@DocumentedFeature public final class HaplotypeCaller extends AssemblyRegionWalker
The HaplotypeCaller is capable of calling SNPs and indels simultaneously via local de-novo assembly of haplotypes in an active region. In other words, whenever the program encounters a region showing signs of variation, it discards the existing mapping information and completely reassembles the reads in that region. This allows the HaplotypeCaller to be more accurate when calling regions that are traditionally difficult to call, for example when they contain different types of variants close to each other. It also makes the HaplotypeCaller much better at calling indels than position-based callers like UnifiedGenotyper.

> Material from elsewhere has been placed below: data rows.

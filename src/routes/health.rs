// src/routes/health.rs
//! API health check endpoint for the Silent Watch backend.
//!
//! Used by container orchestrators and CI to verify that the service is
//! running and able to respond to HTTP requests. Follows the Explicit Module
//! Boundary Pattern (EMBP):
//! - Internal to this file: endpoint handler and its response type
//! - Exports to the gateway (`mod.rs`): a subrouter containing `/health`

use axum::{routing::get, Json, Router};
use serde::Serialize;

/// JSON response body for the `/health` endpoint.
#[derive(Serialize)]
struct HealthResponse {
    status: &'static str,
}

/// Handle `GET /health`.
///
/// Does not touch the store; a reachable process is a healthy one.
async fn health() -> Json<HealthResponse> {
    Json(HealthResponse { status: "ok" })
}

/// Create a subrouter containing the `/health` route.
///
/// Generic over the application state so it merges with the gateway router
/// regardless of the state type.
pub fn router<S>() -> Router<S>
where
    S: Clone + Send + Sync + 'static,
{
    Router::new().route("/health", get(health))
}
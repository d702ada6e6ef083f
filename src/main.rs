//! Application entry point for the `silent-watch` backend service.
//!
//! This binary orchestrates the full startup sequence:
//! - Loading configuration from environment variables or `.env`
//! - Initializing structured logging/tracing
//! - Connecting the selected store (creating the Postgres schema if needed)
//! - Spawning the dashboard poller
//! - Mounting all API routes via the `routes` gateway (EMBP pattern)
//! - Serving until Ctrl+C / SIGTERM, then stopping the poller
//!
//! # Environment Variables
//! See [`silent_watch::config::load_from_env`] for the store and operator
//! settings. Logging is controlled by:
//! - `AXUM_LOG_LEVEL` (optional) – log verbosity (default: `debug`)
//! - `AXUM_SPAN_EVENTS` (optional) – span event mode for tracing
//! - `FORCE_COLOR` (optional) – override TTY colour detection
use std::{env, sync::Arc};

use anyhow::{anyhow, Result};
use axum::Router;
use dotenvy::dotenv;
use is_terminal::IsTerminal;
use sqlx::postgres::PgPoolOptions;
use tokio_util::sync::CancellationToken;
use tracing_subscriber::filter::EnvFilter;
use tracing_subscriber::fmt::format::FmtSpan;

use silent_watch::config::{self, mask_db_url};
use silent_watch::{
    routes, schema, AppState, Config, MemoryStore, PgStore, Poller, ReadingGenerator, RestStore,
    SensorStore, StoreBackend,
};

// ---

#[tokio::main]
async fn main() -> Result<()> {
    // ---
    dotenv().ok();
    init_tracing();

    let cfg = config::load_from_env()?;
    cfg.log_config();

    let store = connect_store(&cfg).await?;
    let state = AppState::new(
        store,
        cfg.principal(),
        ReadingGenerator::new(cfg.sensor_location.clone()),
    );

    let cancel = CancellationToken::new();
    let poller = Poller::new(
        Arc::clone(&state.store),
        state.principal.clone(),
        state.snapshot.clone(),
        cfg.poll_interval,
    )
    .spawn(cancel.clone());

    // Build app from routes gateway (EMBP)
    let app: Router = routes::router(state);

    tracing::info!("Listening on {}", cfg.bind_addr);

    let listener = tokio::net::TcpListener::bind(cfg.bind_addr).await?;
    axum::serve(listener, app)
        .with_graceful_shutdown(shutdown_signal())
        .await?;

    cancel.cancel();
    poller.await?;

    tracing::info!("Shutdown complete");
    Ok(())
}

// ---

/// Build the store selected by `STORE_BACKEND`.
async fn connect_store(cfg: &Config) -> Result<Arc<dyn SensorStore>> {
    // ---
    match &cfg.backend {
        StoreBackend::Postgres {
            db_url,
            db_pool_max,
        } => {
            let masked = mask_db_url(db_url);
            tracing::info!("Attempting to connect to database: {}", masked);

            let pool = PgPoolOptions::new()
                .max_connections(*db_pool_max)
                .connect(db_url)
                .await
                .map_err(|e| anyhow!("Failed to connect to database '{}': {}", masked, e))?;

            tracing::info!("Successfully connected to database");

            schema::create_schema(&pool).await?;
            Ok(Arc::new(PgStore::new(pool)))
        }
        StoreBackend::Supabase {
            url,
            anon_key,
            access_token,
        } => {
            tracing::info!("Using Supabase REST store at {}", url);
            Ok(Arc::new(RestStore::new(
                url,
                anon_key,
                access_token.as_deref(),
            )))
        }
        StoreBackend::Memory => {
            tracing::warn!("Using in-memory store; readings and alerts are lost on restart");
            Ok(Arc::new(MemoryStore::new()))
        }
    }
}

/// Resolve on Ctrl+C or SIGTERM.
async fn shutdown_signal() {
    // ---
    let ctrl_c = async {
        if let Err(e) = tokio::signal::ctrl_c().await {
            tracing::error!("Failed to install Ctrl+C handler: {}", e);
            std::future::pending::<()>().await;
        }
    };

    #[cfg(unix)]
    let terminate = async {
        match tokio::signal::unix::signal(tokio::signal::unix::SignalKind::terminate()) {
            Ok(mut signal) => {
                signal.recv().await;
            }
            Err(e) => {
                tracing::error!("Failed to install SIGTERM handler: {}", e);
                std::future::pending::<()>().await;
            }
        }
    };

    #[cfg(not(unix))]
    let terminate = std::future::pending::<()>();

    tokio::select! {
        _ = ctrl_c => {},
        _ = terminate => {},
    }

    tracing::info!("Shutdown signal received, starting graceful shutdown");
}

/// Initialize the global tracing subscriber for structured logging.
///
/// This function configures the [`tracing_subscriber`] with:
/// - Log target, file, and line number output enabled
/// - Color output controlled by TTY detection and `FORCE_COLOR` env var:
///   - `FORCE_COLOR=1|true|yes`: force colors on
///   - `FORCE_COLOR=0|false|no`: force colors off
///   - unset or other values: auto-detect TTY
/// - Span event emission mode controlled by the `AXUM_SPAN_EVENTS` env var:
///   - `"full"`       : emit ENTER, EXIT, and CLOSE events with timing
///   - `"enter_exit"` : emit ENTER and EXIT only
///   - unset or other values: emit CLOSE events only (default)
/// - Log level controlled by `RUST_LOG`, falling back to `AXUM_LOG_LEVEL`
///
/// Call once at startup before any logging macros run.
fn init_tracing() {
    // ---
    let span_events = match env::var("AXUM_SPAN_EVENTS").as_deref() {
        Ok("full") => FmtSpan::FULL,
        Ok("enter_exit") => FmtSpan::ENTER | FmtSpan::EXIT,
        _ => FmtSpan::CLOSE,
    };

    let use_color = match env::var("FORCE_COLOR").as_deref() {
        Ok("1") | Ok("true") | Ok("yes") => true,
        Ok("0") | Ok("false") | Ok("no") => false,
        _ => std::io::stdout().is_terminal(),
    };

    let env_filter = if env::var("RUST_LOG").is_ok() {
        EnvFilter::from_default_env()
    } else {
        let level = match env::var("AXUM_LOG_LEVEL").ok().as_deref() {
            Some("trace") => "trace",
            Some("debug") => "debug",
            Some("info") => "info",
            Some("warn") => "warn",
            Some("error") => "error",
            _ => "debug",
        };
        EnvFilter::new(format!("{level},sqlx::query=warn,hyper=info,reqwest=info"))
    };

    tracing_subscriber::fmt()
        .with_target(true)
        .with_file(true)
        .with_line_number(true)
        .with_span_events(span_events)
        .with_env_filter(env_filter)
        .with_ansi(use_color)
        .compact()
        .init();
}
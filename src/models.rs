//! Data models for Silent Watch readings and alerts.
//!
//! Field names match the `sensor_readings` and `risk_alerts` columns so the
//! same types travel unchanged through Postgres rows, PostgREST JSON and the
//! dashboard API.

use std::{fmt, str::FromStr};

use chrono::{DateTime, Utc};
use serde::{Deserialize, Serialize};
use uuid::Uuid;

// ---

/// The operator that owns readings and alerts.
///
/// Passed explicitly into the simulator and poller; nothing in the crate
/// reads the operator from global state.
#[derive(Debug, Clone, PartialEq, Eq)]
pub struct Principal {
    // ---
    pub user_id: Uuid,
    pub email: Option<String>,
}

impl Principal {
    // ---
    pub fn new(user_id: Uuid) -> Self {
        Self {
            user_id,
            email: None,
        }
    }

    pub fn with_email(mut self, email: impl Into<String>) -> Self {
        self.email = Some(email.into());
        self
    }
}

/// A persisted sensor sample.
#[derive(Debug, Clone, PartialEq, Serialize, Deserialize)]
pub struct SensorReading {
    // ---
    pub id: Uuid,
    pub user_id: Uuid,
    pub timestamp: DateTime<Utc>,
    pub pir_motion: bool,
    pub sound_level: u16,
    pub temperature: f64,
    pub humidity: f64,
    pub gas_level: u16,
    pub location: String,
    pub created_at: DateTime<Utc>,
}

/// Insert payload for `sensor_readings`; the store assigns `id` and `created_at`.
#[derive(Debug, Clone, PartialEq, Serialize, Deserialize)]
pub struct NewSensorReading {
    // ---
    pub user_id: Uuid,
    pub timestamp: DateTime<Utc>,
    pub pir_motion: bool,
    pub sound_level: u16,
    pub temperature: f64,
    pub humidity: f64,
    pub gas_level: u16,
    pub location: String,
}

/// Three-tier banding of a risk score.
#[derive(Debug, Clone, Copy, PartialEq, Eq, Serialize, Deserialize)]
#[serde(rename_all = "UPPERCASE")]
pub enum RiskLevel {
    Low,
    Medium,
    High,
}

impl RiskLevel {
    // ---
    pub fn as_str(&self) -> &'static str {
        match self {
            RiskLevel::Low => "LOW",
            RiskLevel::Medium => "MEDIUM",
            RiskLevel::High => "HIGH",
        }
    }
}

impl fmt::Display for RiskLevel {
    fn fmt(&self, f: &mut fmt::Formatter<'_>) -> fmt::Result {
        f.write_str(self.as_str())
    }
}

impl FromStr for RiskLevel {
    type Err = String;

    fn from_str(s: &str) -> Result<Self, Self::Err> {
        match s {
            "LOW" => Ok(RiskLevel::Low),
            "MEDIUM" => Ok(RiskLevel::Medium),
            "HIGH" => Ok(RiskLevel::High),
            other => Err(format!("unknown risk level '{other}'")),
        }
    }
}

/// Threshold rules that fired for a reading.
///
/// A field is `Some` only if its rule fired. Absent fields are left out of
/// the serialized object, so key presence is preserved across the store.
#[derive(Debug, Clone, Default, PartialEq, Serialize, Deserialize)]
pub struct RiskFactors {
    // ---
    #[serde(default, skip_serializing_if = "Option::is_none")]
    pub motion: Option<bool>,

    #[serde(default, skip_serializing_if = "Option::is_none")]
    pub sound: Option<u16>,

    #[serde(default, skip_serializing_if = "Option::is_none")]
    pub gas: Option<u16>,

    #[serde(default, skip_serializing_if = "Option::is_none")]
    pub temperature: Option<f64>,
}

impl RiskFactors {
    // ---
    pub fn is_empty(&self) -> bool {
        self.motion.is_none()
            && self.sound.is_none()
            && self.gas.is_none()
            && self.temperature.is_none()
    }
}

/// A persisted risk alert.
#[derive(Debug, Clone, PartialEq, Serialize, Deserialize)]
pub struct RiskAlert {
    // ---
    pub id: Uuid,
    pub user_id: Uuid,
    pub risk_level: RiskLevel,
    pub risk_score: u32,
    pub factors: RiskFactors,
    pub alert_message: String,
    pub resolved: bool,
    pub created_at: DateTime<Utc>,
}

/// Insert payload for `risk_alerts`.
#[derive(Debug, Clone, PartialEq, Serialize, Deserialize)]
pub struct NewRiskAlert {
    // ---
    pub user_id: Uuid,
    pub risk_level: RiskLevel,
    pub risk_score: u32,
    pub factors: RiskFactors,
    pub alert_message: String,
    pub resolved: bool,
}
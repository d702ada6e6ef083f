// src/routes/simulation.rs
//! Simulation start/stop endpoints for the Silent Watch backend.
//!
//! `POST /simulation/start` runs one persist-then-score tick when the system
//! is idle. `POST /simulation/stop` returns it to idle. Store failures stay
//! in the logs. Follows the Explicit Module Boundary Pattern (EMBP):
//! - Internal to this file: the handlers and their response type
//! - Exports to the gateway (`mod.rs`): a subrouter with both routes

use axum::{
    extract::State, http::StatusCode, response::IntoResponse, routing::post, Json, Router,
};
use serde::Serialize;
use tracing::{debug, info};

use crate::simulator::{run_tick, TickOutcome};
use crate::AppState;

// ---

/// Reply to the start/stop buttons. Store failures are never reported here.
#[derive(Debug, Serialize)]
pub struct SimulationResponse {
    // ---
    pub active: bool,
    #[serde(skip_serializing_if = "Option::is_none")]
    pub started: Option<bool>,
}

pub fn router() -> Router<AppState> {
    // ---
    Router::new()
        .route("/simulation/start", post(start))
        .route("/simulation/stop", post(stop))
}

/// Handle `POST /simulation/start`.
///
/// No-op while a simulation is already active. Otherwise marks the system
/// active and runs exactly one tick before replying.
async fn start(State(state): State<AppState>) -> impl IntoResponse {
    // ---
    if !state.simulation.try_start() {
        debug!("POST /simulation/start - already active");
        return (
            StatusCode::ACCEPTED,
            Json(SimulationResponse {
                active: true,
                started: Some(false),
            }),
        );
    }

    info!("POST /simulation/start - generating reading");
    let reading = state.generator.generate_random(&state.principal);

    match run_tick(state.store.as_ref(), &state.principal, reading).await {
        TickOutcome::ReadingDropped => debug!("Tick ended without a stored reading"),
        TickOutcome::Quiet(assessment) => {
            debug!("Tick quiet (score {})", assessment.score)
        }
        TickOutcome::AlertRaised(alert) => debug!("Tick raised alert {}", alert.id),
        TickOutcome::AlertDropped(assessment) => {
            debug!("Tick lost a {} alert", assessment.level)
        }
    }

    (
        StatusCode::ACCEPTED,
        Json(SimulationResponse {
            active: true,
            started: Some(true),
        }),
    )
}

/// Handle `POST /simulation/stop`.
async fn stop(State(state): State<AppState>) -> Json<SimulationResponse> {
    // ---
    let was_active = state.simulation.stop();
    info!("POST /simulation/stop - was_active={}", was_active);

    Json(SimulationResponse {
        active: false,
        started: None,
    })
}
//! Route gateway (EMBP): each sibling module exports a subrouter and this
//! module merges them and attaches the shared state.

use axum::Router;

use crate::AppState;

mod dashboard;
mod health;
mod simulation;

// ---

pub fn router(state: AppState) -> Router {
    // ---
    Router::new()
        .merge(dashboard::router())
        .merge(simulation::router())
        .merge(health::router())
        .with_state(state)
}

In the GVCF workflow used for scalable variant calling in DNA sequence data, HaplotypeCaller runs per-sample to generate an intermediate GVCF (not to be used in final analysis), which can then be used in GenotypeGVCFs for joint genotyping of multiple samples in a very efficient way. The GVCF workflow enables rapid incremental processing of samples as they roll off the sequencer, as well as scaling to very large cohort sizes (e.g. the 92K exomes of ExAC).
In addition, HaplotypeCaller is able to handle non-diploid organisms as well as pooled experiment data. Note however that the algorithms used to calculate variant likelihoods is not well suited to extreme allele frequencies (relative to ploidy) so its use is not recommended for somatic (cancer) variant discovery. For that purpose, use Mutect2 instead.
Finally, HaplotypeCaller is also able to correctly handle the splice junctions that make RNAseq a challenge for most variant callers, on the condition that the input read data has previously been processed according to our recommendations as documented here.
The program determines which regions of the genome it needs to operate on (active regions), based on the presence of
evidence for variation.
For each active region, the program builds a De Bruijn-like graph to reassemble the active region and identifies what are the possible haplotypes present in the data. The program then realigns each haplotype against the reference haplotype using the Smith-Waterman algorithm in order to identify potentially variant sites.
For each active region, the program performs a pairwise alignment of each read against each haplotype using the PairHMM algorithm. This produces a matrix of likelihoods of haplotypes given the read data. These likelihoods are then marginalized to obtain the likelihoods of alleles for each potentially variant site given the read data.
For each potentially variant site, the program applies Bayes' rule, using the likelihoods of alleles given the read data to calculate the likelihoods of each genotype per sample given the read data observed for that sample. The most likely genotype is then assigned to the sample.
Input bam file(s) from which to make variant calls
Either a VCF or GVCF file with raw, unfiltered SNP and indel calls. Regular VCFs must be filtered either by variant recalibration (Best Practice) or hard-filtering before use in downstream analyses. If using the GVCF workflow, the output is a GVCF file that must first be run through GenotypeGVCFs and then filtering before further analysis.
These are example commands that show how to run HaplotypeCaller for typical use cases. Have a look at the method documentation for the basic GVCF workflow.
gatk --java-options "-Xmx4g" HaplotypeCaller \ -R Homo_sapiens_assembly38.fasta \ -I input.bam \ -O output.g.vcf.gz \ -ERC GVCF
gatk --java-options "-Xmx4g" HaplotypeCaller \ -R Homo_sapiens_assembly38.fasta \ -I input.bam \ -O output.g.vcf.gz \ -ERC GVCF \ -G Standard \ -G AS_Standard
gatk --java-options "-Xmx4g" HaplotypeCaller \ -R Homo_sapiens_assembly38.fasta \ -I input.bam \ -O output.vcf.gz \ -bamout bamout.bam
This tool is able to handle many non-diploid use cases; the desired ploidy can be specified using the -ploidy argument. Note however that very high ploidies (such as are encountered in large pooled experiments) may cause performance challenges including excessive slowness. We are working on resolving these limitations.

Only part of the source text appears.